INFORMATION PROVIDED:

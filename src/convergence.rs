use crate::memory::*;

/// Enum with possible convergence criteria.
/// A criterion is evaluated once per step, after the centroids were updated, and decides
/// whether the run has converged. Convergence is terminal for a run.
#[derive(Clone, Copy, Debug, PartialEq)]
pub enum ConvergenceCriterion<T: Primitive> {
	/// Converged, once every centroid moved less than `threshold` during the last update.
	/// Centroids of clusters that ran empty (and were reseeded) count as converged for that step.
	/// ## Fields:
	/// - **threshold**: Maximum movement (same unit as the input coordinates) still considered "standing still"
	CentroidShift { threshold: T },
	/// Converged, directly after a step produced no improvement of the total distance sum
	/// where `improvement > threshold`.
	/// ## Fields:
	/// - **threshold**: Threshold, used to detect an improvement (`improvement > threshold`)
	NoImprovement { threshold: T },
}
impl<T: Primitive> Default for ConvergenceCriterion<T> {
	fn default() -> Self {
		ConvergenceCriterion::CentroidShift { threshold: T::from(0.001).unwrap_or_else(T::epsilon) }
	}
}
impl<T: Primitive> ConvergenceCriterion<T> {
	pub(crate) fn create_logic(&self) -> Box<dyn ConvergenceLogic<T>> {
		match *self {
			ConvergenceCriterion::CentroidShift { threshold } => Box::new(CentroidShiftLogic { threshold }),
			ConvergenceCriterion::NoImprovement { threshold } => Box::new(NoImprovementLogic {
				threshold,
				prev_distsum: T::infinity()
			})
		}
	}
}

pub(crate) trait ConvergenceLogic<T: Primitive> {
	/// Function that has to be called once per step, after the centroids were updated.
	/// ## Arguments
	/// - **shifts**: Per centroid, the distance between its old and new position (**None** if its cluster was empty and it got reseeded)
	/// - **distsum**: The new total distance sum of the step
	/// ## Returns
	/// - **true** if the run converged
	/// - **false** if further steps are needed
	fn converged(&mut self, shifts: &[Option<T>], distsum: T) -> bool;
}


pub(crate) struct CentroidShiftLogic<T: Primitive> {
	threshold: T
}
impl<T: Primitive> ConvergenceLogic<T> for CentroidShiftLogic<T> {
	fn converged(&mut self, shifts: &[Option<T>], _distsum: T) -> bool {
		shifts.iter().all(|shift| match shift {
			None => true,
			Some(shift) => *shift < self.threshold
		})
	}
}


pub(crate) struct NoImprovementLogic<T: Primitive> {
	threshold: T,
	prev_distsum: T
}
impl<T: Primitive> ConvergenceLogic<T> for NoImprovementLogic<T> {
	fn converged(&mut self, _shifts: &[Option<T>], distsum: T) -> bool {
		let improvement = self.prev_distsum - distsum;
		self.prev_distsum = distsum;
		!(improvement > self.threshold)
	}
}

THE TASK: Go through the records above and return each line in which the word "distance" occurs.

SOLUTION FOR THIS PROBLEM:
	/// Converged, directly after a step produced no improvement of the total distance sum
	/// - **shifts**: Per centroid, the distance between its old and new position (**None** if its cluster was empty and it got reseeded)
	/// - **distsum**: The new total distance sum of the step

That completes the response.